Les changements qu’induit la fusion des contrats telle qu’elle est proposée dans le décret portent sur les points suivants :

  • Les contrats pour la mixité des emplois s’adressaient aux entreprises de moins de 600 salariés. Il n’y avait pas de condition de seuil d’effectif pour les contrats pour l’égalité professionnelle. L’absence de seuil d’effectifs devient la règle.
  • Les contrats pour la mixité des emplois ne pouvaient s’appliquer au recrutement de salariées sous CDD que si le CDD était de 12 mois au moins. La réforme permet d’ouvrir le contrat aux CDD de 6 mois, durée largement appliquée en matière de contrats aidés.
  • Les contrats pour l’égalité professionnelle pouvaient être signés avec des organisations professionnelles pour des actions telles que des actions de sensibilisation. La réforme supprime cette fonction, non utilisée en pratique, car il apparait préférable d’avoir un seul dispositif orienté strictement vers les entreprises pour la simplicité et la clarté du dispositif.
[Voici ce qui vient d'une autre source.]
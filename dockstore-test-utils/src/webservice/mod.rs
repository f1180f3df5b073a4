//! In-process stand-in for the Dockstore webservice.
//!
//! The CLI under test talks to it over real HTTP. It serves the seeded database
//! through controller, service and repository layers, and reaches GitHub and
//! Google only through the simulations it is pointed at.

pub mod controller;
pub mod data;
pub mod error;
pub mod router;
pub mod service;
pub mod state;
pub mod upstream;

use std::net::SocketAddr;

use sea_orm::DatabaseConnection;
use tokio::{net::TcpListener, task::JoinHandle};

use crate::error::TestError;

use self::{
    state::WebserviceState,
    upstream::{github::GitHubClient, google::GoogleClient},
};

/// A running webservice bound to an ephemeral localhost port.
///
/// The server task is aborted when the value is dropped.
pub struct TestWebservice {
    addr: SocketAddr,
    handle: JoinHandle<()>,
}

impl TestWebservice {
    /// Starts serving `db` on `127.0.0.1:0`
    ///
    /// # Arguments
    /// - `db` - Seeded database connection shared with the test
    /// - `github_url` - Base URL of the GitHub simulation
    /// - `google_url` - Base URL of the Google simulation
    ///
    /// # Returns
    /// - `Ok(TestWebservice)` - The server is accepting connections
    /// - `Err(TestError::IoError)` - No local port could be bound
    pub async fn start(
        db: DatabaseConnection,
        github_url: &str,
        google_url: &str,
    ) -> Result<Self, TestError> {
        let http = reqwest::Client::new();
        let state = WebserviceState {
            db,
            github: GitHubClient::new(http.clone(), github_url),
            google: GoogleClient::new(http, google_url),
        };

        let listener = TcpListener::bind("127.0.0.1:0").await?;
        let addr = listener.local_addr()?;
        let app = router::routes().with_state(state);

        let handle = tokio::spawn(async move {
            if let Err(e) = axum::serve(listener, app).await {
                tracing::error!("Webservice stand-in stopped: {}", e);
            }
        });

        tracing::debug!(%addr, "Started webservice stand-in");

        Ok(Self { addr, handle })
    }

    /// Base URL for the CLI's `server-url` setting.
    pub fn url(&self) -> String {
        format!("http://{}", self.addr)
    }
}

impl Drop for TestWebservice {
    fn drop(&mut self) {
        self.handle.abort();
    }
}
Par ailleurs en tout état de cause aussi bien l’aide au conseil GPEC, que les ADEC permettent de conclure avec les organisations professionnelles une convention en vue d’action de sensibilisation sur l’égalité professionnelle.

Il est à noter que les organisations professionnelles en tant qu’employeur restent bien en revanche dans le champ du dispositif comme toutes les entreprises et tous les organismes de droit privé (associations, groupements d’employeurs, les sociétés civiles, les professions libérales employant des salariés). C’est en tant que structure de représentation professionnelle qu’elles ne sont plus éligibles.

2- Ce qui demeure :

Les objectifs :

  • Favoriser la diversification des emplois occupés par les femmes et leur promotion dans l’entreprise.
  • Favoriser les actions exemplaires apportant une amélioration significative de la place des femmes dans la branche professionnelle ou l’entreprise en termes de qualification et d’emploi.

Les actions éligibles :

Les actions pouvant être financées doivent être prises dans les domaines du recrutement, de la communication interne, de la formation, de la promotion, ou de l’amélioration des conditions de travail. Elles sont très diverses : il peut s’agir d’actions ponctuelles comme d’actions plus globales, intéressant quelques salariés ou l’ensemble de l’effectif, portant sur une thématique précise de l’égalité professionnelle ou sur plusieurs, qu’il s’agisse de favoriser la diversité des emplois occupés par les femmes ou leur promotion dans l’entreprise.

Le montant des aides financières :

Il s’élève à 50 % pour l’ensemble des dépenses (coûts pédagogiques de la formation, aménagement des postes de travail ou des locaux, actions de communication, sensibilisation et formation sur l’égalité professionnelle), à l’exception du coût des rémunérations des salariées pendant la période de formation qui est pris en charge à hauteur de 30%.

En conclusion :

La réforme permet d’aboutir à un contrat unique d’aides à l’action orienté vers les entreprises avec des modalités plus souples. Le contrat fusionné répond aux mêmes objectifs « fusionnés » des deux contrats existant, aux mêmes actions éligibles et aux mêmes montants d’aides.